この前者に想いを致すならば,ブッシュ大統領のイラク開戦がいかなる結果を招来するか容易に予測出来たはずである。「煮えたぎる釜」(スコウクロフト―スサノオ通信第16号)の蓋を開けるなどという生易しいことで済むはずがないことがわかったはずである。

では,「ガザ侵攻前夜」とはどうであったろうか。

3 “西洋文明”崩壊の序曲

スサノオ通信2023年10月12日号外では敢えて次のように述べ,この問題の質がイラク開戦前夜とは決定的に異なると主張した。

「しかし,「ガザへの全面侵攻」のもたらすものは,“テロの世界中への拡散”などという生易しいものではすまないだろう。我々人類の“主流派”が創り上げてきた“西洋文明”の“自滅の始まり”となるだろう。」

これは,具体的に何を意味するかといえば,それは端的にいって

「我々人類の主流派が創り上げてきた「人権」や「自由と民主主義」或いは「法の支配」という“普遍的価値概念”がその正当性を問われ,やがてはその正当性を喪う」

ということである。

しばらく前,バイデン大統領は,国際社会における対立軸を「専制主義対民主主義」として表現しようとした。ここでは「民主主義」は“人類共通”の“普遍的”価値であると理解されてきた。多くの人々がそれを支持してきた。
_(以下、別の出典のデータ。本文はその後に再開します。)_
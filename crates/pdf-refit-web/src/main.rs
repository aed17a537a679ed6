//! PDF Refit Web - Web server for rescaling PDF documents.

mod helpers;
mod routes;
mod state;
mod templates;

use anyhow::Result;
use axum::{
    Router,
    extract::DefaultBodyLimit,
    http::{HeaderValue, header},
    routing::{get, post},
};
use clap::Parser;
use std::net::SocketAddr;
use std::sync::Arc;
use std::time::Duration;
use tower_http::{
    compression::CompressionLayer, cors::CorsLayer, set_header::SetResponseHeaderLayer,
    trace::TraceLayer,
};
use tracing::info;
use tracing_subscriber::{EnvFilter, fmt, prelude::*};

use pdf_refit_core::AppConfig;
use state::AppState;

#[derive(Parser, Debug)]
#[command(name = "pdf-refit-web")]
#[command(author, version, about = "PDF Refit Web Server", long_about = None)]
struct Args {
    /// Host to bind to
    #[arg(long, default_value = "127.0.0.1")]
    host: String,

    /// Port to bind to
    #[arg(short, long, default_value = "3000")]
    port: u16,

    /// Config file path
    #[arg(short, long, env = "PDF_REFIT_CONFIG")]
    config: Option<String>,

    /// Verbose output
    #[arg(short, long, action = clap::ArgAction::Count)]
    verbose: u8,
}

#[tokio::main]
async fn main() -> Result<()> {
    // Load .env file if present (before parsing args so env vars are available)
    dotenvy::dotenv().ok();

    let args = Args::parse();

    // Setup logging
    let default_level = match args.verbose {
        0 => "info",
        1 => "debug",
        _ => "trace",
    };

    let filter = EnvFilter::try_from_default_env()
        .unwrap_or_else(|_| EnvFilter::new(default_level));

    tracing_subscriber::registry()
        .with(fmt::layer().with_target(false))
        .with(filter)
        .init();

    // Load config
    let config = match &args.config {
        Some(path) => AppConfig::from_file(path)?,
        None => AppConfig::load(),
    };

    // Two uploads plus multipart framing overhead
    #[allow(clippy::cast_possible_truncation)]
    let body_limit = (config.max_source_bytes as usize) * 2 + 1024 * 1024;

    // Create application state
    let state = Arc::new(AppState::new(config));

    // Spawn background task for session cleanup (runs every 5 minutes)
    let cleanup_state = Arc::clone(&state);
    tokio::spawn(async move {
        let cleanup_interval = Duration::from_secs(5 * 60); // 5 minutes
        loop {
            tokio::time::sleep(cleanup_interval).await;
            cleanup_state.cleanup_old_sessions().await;
            info!("Completed session cleanup");
        }
    });

    // Build router
    let app = Router::new()
        // Pages
        .route("/", get(routes::index))
        .route("/result/{session_id}", get(routes::result_page))
        // API endpoints
        .route("/api/refit", post(routes::refit_pdfs))
        .route("/api/download/{session_id}", get(routes::download_pdf))
        // Middleware
        // Results are one-shot; keep browsers from caching stale pages
        .layer(SetResponseHeaderLayer::if_not_present(
            header::CACHE_CONTROL,
            HeaderValue::from_static("no-store, max-age=0"),
        ))
        .layer(CompressionLayer::new()) // Gzip compression for responses
        .layer(DefaultBodyLimit::max(body_limit))
        .layer(TraceLayer::new_for_http())
        .layer(CorsLayer::permissive())
        .with_state(state);

    let addr: SocketAddr = format!("{}:{}", args.host, args.port).parse()?;
    info!("Starting server at http://{}", addr);

    let listener = tokio::net::TcpListener::bind(addr).await?;
    axum::serve(listener, app).await?;

    Ok(())
}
しかし,ガザ侵攻によってその「人権」や「民主主義」「法の支配」の観念や価値の普遍性に疑義が唱えられることとなった。

それがいわゆる“二重基準double standard”の問題である。

そして,スサノオ通信第16号では,イスラエルのガザ侵攻は,当のイスラエルにとっての“自殺行為”であるとして次のように述べた。

「「ガザ侵攻」はイスラエルにとっても“大きなわざわい”をもたらす。それは“永く永く続くわざわい”だ。」

これは,たんにイスラエルが中東・アラブ世界のみならず広く国際社会で,しかもアメリカ合衆国国内でさえ支持を失い,孤立していくという表面的,皮相的なことを意味するのではない。イスラエルという国家そのものの成り立ちについて問い直されるという,より根源的な問題なのである。

そして,上記の二つ(「人権」「民主主義」「法の支配」という価値概念への疑義,イスラエルの国家としての成り立ちへの疑義)は根底において分かち難く結びついている。

4 “二重基準 double standard”とは何か

ガザ侵攻前夜のスサノオ通信2023年10月12日号外では,イラク開戦前夜とガザ侵攻前夜の重要な相違点のひとつについて次のように述べた。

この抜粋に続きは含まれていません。